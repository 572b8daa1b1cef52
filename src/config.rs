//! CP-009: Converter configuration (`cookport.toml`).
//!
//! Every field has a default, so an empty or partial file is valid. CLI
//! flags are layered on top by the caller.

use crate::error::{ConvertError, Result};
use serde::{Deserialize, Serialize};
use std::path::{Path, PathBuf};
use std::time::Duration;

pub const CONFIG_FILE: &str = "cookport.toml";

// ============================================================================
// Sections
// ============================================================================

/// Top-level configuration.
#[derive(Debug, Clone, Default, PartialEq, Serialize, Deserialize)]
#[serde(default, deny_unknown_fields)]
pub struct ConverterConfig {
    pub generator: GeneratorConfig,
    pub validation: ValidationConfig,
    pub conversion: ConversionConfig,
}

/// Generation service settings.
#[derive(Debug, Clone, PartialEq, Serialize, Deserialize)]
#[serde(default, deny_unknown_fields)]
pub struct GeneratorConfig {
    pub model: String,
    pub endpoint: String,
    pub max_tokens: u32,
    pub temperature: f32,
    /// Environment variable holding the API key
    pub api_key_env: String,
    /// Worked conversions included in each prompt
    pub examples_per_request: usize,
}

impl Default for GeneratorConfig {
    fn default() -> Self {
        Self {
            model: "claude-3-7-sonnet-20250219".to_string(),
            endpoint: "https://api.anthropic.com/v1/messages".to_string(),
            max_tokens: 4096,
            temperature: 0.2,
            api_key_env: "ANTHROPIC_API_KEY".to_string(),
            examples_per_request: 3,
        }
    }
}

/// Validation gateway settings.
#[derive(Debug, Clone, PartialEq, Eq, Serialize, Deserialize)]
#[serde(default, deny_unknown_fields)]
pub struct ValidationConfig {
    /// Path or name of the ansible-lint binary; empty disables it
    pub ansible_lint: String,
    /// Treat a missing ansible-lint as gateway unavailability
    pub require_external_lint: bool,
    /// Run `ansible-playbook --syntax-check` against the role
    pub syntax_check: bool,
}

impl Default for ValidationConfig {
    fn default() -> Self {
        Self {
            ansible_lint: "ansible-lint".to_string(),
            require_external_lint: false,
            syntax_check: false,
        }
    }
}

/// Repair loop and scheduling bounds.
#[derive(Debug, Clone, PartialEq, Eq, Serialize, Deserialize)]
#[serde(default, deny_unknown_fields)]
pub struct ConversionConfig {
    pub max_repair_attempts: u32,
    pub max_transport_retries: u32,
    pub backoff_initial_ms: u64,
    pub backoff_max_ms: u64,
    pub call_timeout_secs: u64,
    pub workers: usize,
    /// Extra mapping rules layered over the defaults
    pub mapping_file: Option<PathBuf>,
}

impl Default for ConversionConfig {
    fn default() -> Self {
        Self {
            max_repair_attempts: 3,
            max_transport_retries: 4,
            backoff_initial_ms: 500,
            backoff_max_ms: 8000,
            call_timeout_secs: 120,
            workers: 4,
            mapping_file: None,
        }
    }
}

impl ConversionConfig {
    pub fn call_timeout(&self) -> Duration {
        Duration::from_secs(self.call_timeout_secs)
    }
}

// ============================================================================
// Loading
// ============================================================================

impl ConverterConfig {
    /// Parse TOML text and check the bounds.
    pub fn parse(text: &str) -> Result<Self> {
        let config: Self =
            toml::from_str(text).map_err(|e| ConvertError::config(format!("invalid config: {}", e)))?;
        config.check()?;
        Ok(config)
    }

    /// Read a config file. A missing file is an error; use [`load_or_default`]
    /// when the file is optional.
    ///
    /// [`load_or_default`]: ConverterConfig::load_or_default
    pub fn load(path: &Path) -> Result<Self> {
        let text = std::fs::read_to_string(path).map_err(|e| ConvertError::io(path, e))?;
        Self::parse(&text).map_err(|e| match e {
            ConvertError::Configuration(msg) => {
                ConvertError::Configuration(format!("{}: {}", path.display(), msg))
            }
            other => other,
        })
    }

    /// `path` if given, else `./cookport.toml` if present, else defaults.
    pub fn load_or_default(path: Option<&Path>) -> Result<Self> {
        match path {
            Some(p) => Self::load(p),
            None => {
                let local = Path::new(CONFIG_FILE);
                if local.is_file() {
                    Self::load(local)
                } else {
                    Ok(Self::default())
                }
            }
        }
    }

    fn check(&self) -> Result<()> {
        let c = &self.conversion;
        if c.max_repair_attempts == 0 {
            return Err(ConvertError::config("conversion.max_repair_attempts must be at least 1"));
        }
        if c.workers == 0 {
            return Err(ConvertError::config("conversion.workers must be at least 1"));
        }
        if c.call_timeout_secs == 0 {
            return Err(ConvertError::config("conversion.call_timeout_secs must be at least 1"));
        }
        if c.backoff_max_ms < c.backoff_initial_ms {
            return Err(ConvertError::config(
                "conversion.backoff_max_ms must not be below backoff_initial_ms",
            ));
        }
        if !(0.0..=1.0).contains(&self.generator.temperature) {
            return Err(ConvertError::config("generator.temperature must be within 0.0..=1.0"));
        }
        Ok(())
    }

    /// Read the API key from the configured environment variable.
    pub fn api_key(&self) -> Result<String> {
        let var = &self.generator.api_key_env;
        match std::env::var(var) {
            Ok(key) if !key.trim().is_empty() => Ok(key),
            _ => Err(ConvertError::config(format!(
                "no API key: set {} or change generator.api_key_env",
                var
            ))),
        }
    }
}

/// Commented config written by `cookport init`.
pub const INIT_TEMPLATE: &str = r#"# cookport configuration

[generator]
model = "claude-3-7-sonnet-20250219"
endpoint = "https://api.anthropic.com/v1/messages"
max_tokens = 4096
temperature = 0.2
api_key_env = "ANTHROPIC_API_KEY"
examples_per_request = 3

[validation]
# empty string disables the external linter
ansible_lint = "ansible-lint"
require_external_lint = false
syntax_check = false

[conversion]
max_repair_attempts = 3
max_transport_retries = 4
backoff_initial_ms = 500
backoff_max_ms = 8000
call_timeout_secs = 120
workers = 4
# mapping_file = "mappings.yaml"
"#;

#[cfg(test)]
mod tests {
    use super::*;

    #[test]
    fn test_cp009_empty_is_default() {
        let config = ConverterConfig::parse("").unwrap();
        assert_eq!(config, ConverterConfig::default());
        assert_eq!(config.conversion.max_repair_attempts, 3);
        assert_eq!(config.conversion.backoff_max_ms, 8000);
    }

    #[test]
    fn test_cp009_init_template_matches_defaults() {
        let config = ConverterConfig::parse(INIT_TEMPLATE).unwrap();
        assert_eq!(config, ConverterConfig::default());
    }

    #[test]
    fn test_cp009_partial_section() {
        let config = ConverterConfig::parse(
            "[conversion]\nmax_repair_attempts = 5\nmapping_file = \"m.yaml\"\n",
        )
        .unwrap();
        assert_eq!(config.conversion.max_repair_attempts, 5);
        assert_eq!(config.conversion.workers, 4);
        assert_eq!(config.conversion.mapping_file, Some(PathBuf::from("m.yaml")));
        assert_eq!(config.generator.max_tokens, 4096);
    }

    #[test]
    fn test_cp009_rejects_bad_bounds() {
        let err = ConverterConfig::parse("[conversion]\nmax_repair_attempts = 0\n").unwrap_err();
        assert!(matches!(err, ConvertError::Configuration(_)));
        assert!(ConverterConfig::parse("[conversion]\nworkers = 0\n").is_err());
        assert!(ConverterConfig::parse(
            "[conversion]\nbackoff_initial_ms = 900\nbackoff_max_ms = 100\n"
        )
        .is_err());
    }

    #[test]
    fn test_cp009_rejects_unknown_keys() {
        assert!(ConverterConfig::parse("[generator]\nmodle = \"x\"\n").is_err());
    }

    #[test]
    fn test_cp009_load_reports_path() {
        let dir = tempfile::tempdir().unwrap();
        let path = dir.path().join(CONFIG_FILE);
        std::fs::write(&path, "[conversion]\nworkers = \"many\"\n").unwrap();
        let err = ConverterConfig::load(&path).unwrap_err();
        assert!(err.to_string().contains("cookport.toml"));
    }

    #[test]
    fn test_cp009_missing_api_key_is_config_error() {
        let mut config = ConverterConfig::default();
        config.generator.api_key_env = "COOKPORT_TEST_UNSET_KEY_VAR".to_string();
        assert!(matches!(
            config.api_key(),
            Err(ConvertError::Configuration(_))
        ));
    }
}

################

HOW TO COMPLETE THIS TASK.
Output the lines of the records above exactly as they appear, from the line containing "pub const INIT_TEMPLATE: &str" through the line containing "assert_eq!(config.conversion.max_repair_attempts, 5);".

WRITTEN ANSWER.
pub const INIT_TEMPLATE: &str = r#"# cookport configuration

[generator]
model = "claude-3-7-sonnet-20250219"
endpoint = "https://api.anthropic.com/v1/messages"
max_tokens = 4096
temperature = 0.2
api_key_env = "ANTHROPIC_API_KEY"
examples_per_request = 3

[validation]
# empty string disables the external linter
ansible_lint = "ansible-lint"
require_external_lint = false
syntax_check = false

[conversion]
max_repair_attempts = 3
max_transport_retries = 4
backoff_initial_ms = 500
backoff_max_ms = 8000
call_timeout_secs = 120
workers = 4
# mapping_file = "mappings.yaml"
"#;

#[cfg(test)]
mod tests {
    use super::*;

    #[test]
    fn test_cp009_empty_is_default() {
        let config = ConverterConfig::parse("").unwrap();
        assert_eq!(config, ConverterConfig::default());
        assert_eq!(config.conversion.max_repair_attempts, 3);
        assert_eq!(config.conversion.backoff_max_ms, 8000);
    }

    #[test]
    fn test_cp009_init_template_matches_defaults() {
        let config = ConverterConfig::parse(INIT_TEMPLATE).unwrap();
        assert_eq!(config, ConverterConfig::default());
    }

    #[test]
    fn test_cp009_partial_section() {
        let config = ConverterConfig::parse(
            "[conversion]\nmax_repair_attempts = 5\nmapping_file = \"m.yaml\"\n",
        )
        .unwrap();
        assert_eq!(config.conversion.max_repair_attempts, 5);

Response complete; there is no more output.